*** Opening of Information supplied ***

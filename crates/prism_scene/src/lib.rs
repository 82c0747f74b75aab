//! # PRISM Scene
//!
//! Scene data and the render system that consumes the ECS core.
//!
//! The render system is an ordinary collaborator of the coordinator:
//! 1. It registers the components it needs, then itself, with a required
//!    signature of `{Transform, MeshRenderer}`.
//! 2. Its "added" callback is the only place per-entity render state is
//!    created; "removed" is the only place it is released.
//! 3. It listens to [`EntityChanged`](prism_core::EntityChanged) without
//!    knowing which system caused the change.
//!
//! ## Example
//!
//! ```rust,ignore
//! use prism_core::Coordinator;
//! use prism_scene::{MaterialHandle, MeshHandle, MeshRenderer, RenderSystem, Transform};
//!
//! let mut ecs = Coordinator::default();
//! let render = RenderSystem::install(&mut ecs)?;
//!
//! let entity = ecs.create_entity()?;
//! ecs.add_component(entity, Transform::from_translation([0.0, 1.0, 0.0]))?;
//! ecs.add_component(entity, MeshRenderer::new(MeshHandle(0), MaterialHandle(0)))?;
//!
//! let draws = render.build_draw_list(&ecs)?;
//! ```

#![deny(missing_docs)]
#![deny(unsafe_code)]

pub mod components;
pub mod config;
pub mod render;
pub mod scene;

pub use components::{MaterialHandle, MeshHandle, MeshRenderer, Name, Transform};
pub use config::{DemoConfig, SceneConfig};
pub use render::{instance_bytes, DrawCommand, InstanceData, LifecycleStats, RenderSystem};
pub use scene::{FrameReport, Scene};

*** Close of Information supplied ***

Task goal.
Copy out each line from the listing that contains the string "Transform".

Reply.
//!    signature of `{Transform, MeshRenderer}`.
//! use prism_scene::{MaterialHandle, MeshHandle, MeshRenderer, RenderSystem, Transform};
//! ecs.add_component(entity, Transform::from_translation([0.0, 1.0, 0.0]))?;
pub use components::{MaterialHandle, MeshHandle, MeshRenderer, Name, Transform};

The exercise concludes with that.